Book Review: Pay The Rent Or Feed The Kids: The Tragedy And Disgrace Of Poverty In Canada

Jared Milne
7 min readMar 5, 2023
(Shutterstock/Golden Brown)

Comments about people having trouble getting by are everywhere these days. People wonder how blue-collar TV characters like Married…With Children’s Al Bundy can afford two-story houses and multiple children on their incomes. Political leaders like Donald Trump and Pierre Poilievre have gained support off the widespread anger many people feel about being ‘left behind’ by the impacts of trade deals, neoliberalism and globalization as they’ve been practiced for the last 30+ years. Justin Trudeau became elected in part for recognizing how ‘middle class’ Canadians felt left behind by economic changes. Both left-wing and right-wing populism have risen in various parts of the world. There’s a lot of debate over whether Canada is ‘broken’, but many Canadians are arguably at their breaking points. The House of Commons’ own report indicates how much child poverty has risen in Canada. Young Canadians have an increasingly hard time finding homes they can afford. The International Monetary Fund, which is hardly known for its left-wing street cred, is sounding the alarm on income inequality.

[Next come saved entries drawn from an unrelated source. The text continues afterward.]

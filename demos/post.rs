use http_fetch::{
    body::{Body, JSON},
    request::{self, Method, RequestConfig},
};
use serde_json::json;

#[tokio::main]
async fn main() -> Result<(), http_fetch::Error> {
    env_logger::init();

    // Fields are encoded as JSON because of the declared content type.
    let body: Body = vec![("name", json!("James Jay")), ("tags", json!(["a", "b"]))]
        .into_iter()
        .collect();
    let config = RequestConfig::new()
        .method(Method::POST)
        .header("Content-Type", JSON);

    let res = request::request("https://httpbin.org/post", config, body)?.await?;

    println!("Status: {}", res.status_code());
    println!("{}", res.body);

    Ok(())
}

In short, Mel Hurtig has been a prophet.

Reading Pay The Rent Or Feed The Kids in 2023 is like reading the account of someone who visited the present day using a time machine and returned to 1999.

Hurtig, who died in 2016, was a passionate Canadian nationalist. He fiercely advocated against the neoliberal economic model Canada has pursued for the last few decades, which included signing ‘free trade’ and against further economic andpolitical integration with the United States. That neoliberal model entailed repeatedly cutting taxes and social spending, weakening governments’s ability to do things. It also surrendered a vast amount of power to private businesses and unregulated markets, as well as unelected, unaccountable trade bureaucrats, under the belief that they’d make things better for everyone.

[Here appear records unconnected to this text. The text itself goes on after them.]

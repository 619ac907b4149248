//! module chunked implements the wire protocol for HTTP's "chunked" Transfer-Encoding.
//!
//! The decoder pulls one chunk at a time from an asynchronous buffered reader,
//! so each chunk can be handed to the body accumulator as soon as it arrives.

use std::io::{self, Error, ErrorKind};
use tokio::io::{AsyncBufRead, AsyncBufReadExt, AsyncReadExt};

const MAX_LINE_LENGTH: usize = 4096;
const BUF_SIZE: usize = 16 * 1000;
const CR_LF: [u8; 2] = [b'\r', b'\n'];

pub struct Reader<R> {
    eof: bool,
    // bytes of the current chunk not read yet
    remaining: usize,
    reader: R,
}

impl<R> Reader<R>
where
    R: AsyncBufRead + Unpin,
{
    pub fn new(reader: R) -> Self {
        Self {
            eof: false,
            remaining: 0,
            reader,
        }
    }

    ///Reads the next piece of chunk data, at most `BUF_SIZE` bytes long.
    ///Returns `Ok(None)` once the last chunk has been consumed, along with
    ///any trailer section.
    pub async fn next_chunk(&mut self) -> io::Result<Option<Vec<u8>>> {
        if self.eof {
            return Ok(None);
        }

        if self.remaining == 0 {
            let n = self.begin_chunk().await?;

            if n == 0 {
                self.eof = true;
                self.skip_trailer().await?;
                return Ok(None);
            }

            self.remaining = n;
        }

        let mut data = vec![0u8; self.remaining.min(BUF_SIZE)];
        let len = self.reader.read(&mut data).await?;

        if len == 0 {
            return Err(Error::new(ErrorKind::UnexpectedEof, "unexpected end of chunked body"));
        }

        data.truncate(len);
        self.remaining -= len;

        if self.remaining == 0 {
            self.end_chunk().await?;
        }

        Ok(Some(data))
    }

    pub fn into_inner(self) -> R {
        self.reader
    }

    async fn begin_chunk(&mut self) -> io::Result<usize> {
        // chunk-size CRLF
        let line = read_chunk_line(&mut self.reader).await?;

        if line.is_empty() {
            return Err(error_malformed_chunked_encoding());
        }

        parse_hex_uint(&line).map_err(|err| Error::new(ErrorKind::InvalidData, err))
    }

    async fn end_chunk(&mut self) -> io::Result<()> {
        // every chunk's data is followed by "\r\n"
        let mut footer = [0u8; 2];
        self.reader.read_exact(&mut footer).await?;

        if footer != CR_LF {
            return Err(error_malformed_chunked_encoding());
        }

        Ok(())
    }

    async fn skip_trailer(&mut self) -> io::Result<()> {
        loop {
            match read_line(&mut self.reader).await {
                Ok(line) if line.is_empty() || line == CR_LF => return Ok(()),
                Ok(_) => continue,
                // trailers are optional, a peer may close right after the last chunk
                Err(err) if err.kind() == ErrorKind::UnexpectedEof => return Ok(()),
                Err(err) => return Err(err),
            }
        }
    }
}

fn error_line_too_long() -> Error {
    Error::new(ErrorKind::InvalidData, "header line too long")
}

fn error_malformed_chunked_encoding() -> Error {
    Error::new(ErrorKind::InvalidData, "malformed chunked encoding")
}

fn is_ascii_space(b: u8) -> bool {
    matches!(b, b' ' | b'\t' | b'\n' | b'\r')
}

fn parse_hex_uint(data: &[u8]) -> Result<usize, &'static str> {
    let mut n = 0usize;
    for (i, v) in data.iter().enumerate() {
        if i == 16 {
            return Err("http chunk length too large");
        }

        let vv = match *v {
            b'0'..=b'9' => v - b'0',
            b'a'..=b'f' => v - b'a' + 10,
            b'A'..=b'F' => v - b'A' + 10,
            _ => return Err("invalid byte in chunk length"),
        };

        n <<= 4;
        n |= vv as usize;
    }

    Ok(n)
}

async fn read_line<R>(b: &mut R) -> io::Result<Vec<u8>>
where
    R: AsyncBufRead + Unpin,
{
    let mut line = vec![];
    let read = (&mut *b)
        .take(MAX_LINE_LENGTH as u64 + 1)
        .read_until(b'\n', &mut line)
        .await?;

    if read == 0 {
        return Err(Error::new(ErrorKind::UnexpectedEof, "unexpected end of chunked body"));
    }

    if line.len() > MAX_LINE_LENGTH {
        return Err(error_line_too_long());
    }

    Ok(line)
}

async fn read_chunk_line<R>(b: &mut R) -> io::Result<Vec<u8>>
where
    R: AsyncBufRead + Unpin,
{
    let mut line = read_line(b).await?;

    remove_chunk_extension(&mut line);
    trim_trailing_whitespace(&mut line);

    Ok(line)
}

fn remove_chunk_extension(v: &mut Vec<u8>) {
    if let Some(idx) = v.iter().position(|v| *v == b';') {
        v.truncate(idx);
    }
}

fn trim_trailing_whitespace(v: &mut Vec<u8>) {
    while let Some(&last) = v.last() {
        if !is_ascii_space(last) {
            return;
        }
        v.pop();
    }
}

He wrote several books illustrating what he considered the damage the agreements, integration and model did to Canadian society, including Pay The Rent Or Feed The Kids: The Tragedy And Disgrace Of Poverty in Canada (Toronto: McClelland and Stewart, 1999). In some of his other books, Hurtig was notable for his fiery prose. He even called his political opponents ‘traitors’ and ‘sellouts’, sometimes undermining his message. Hurtig restrains himself in Pay The Rent Or Feed The Kids, instead focusing on analyzing the statistics illustrating how bad things were at the end of the 20th century.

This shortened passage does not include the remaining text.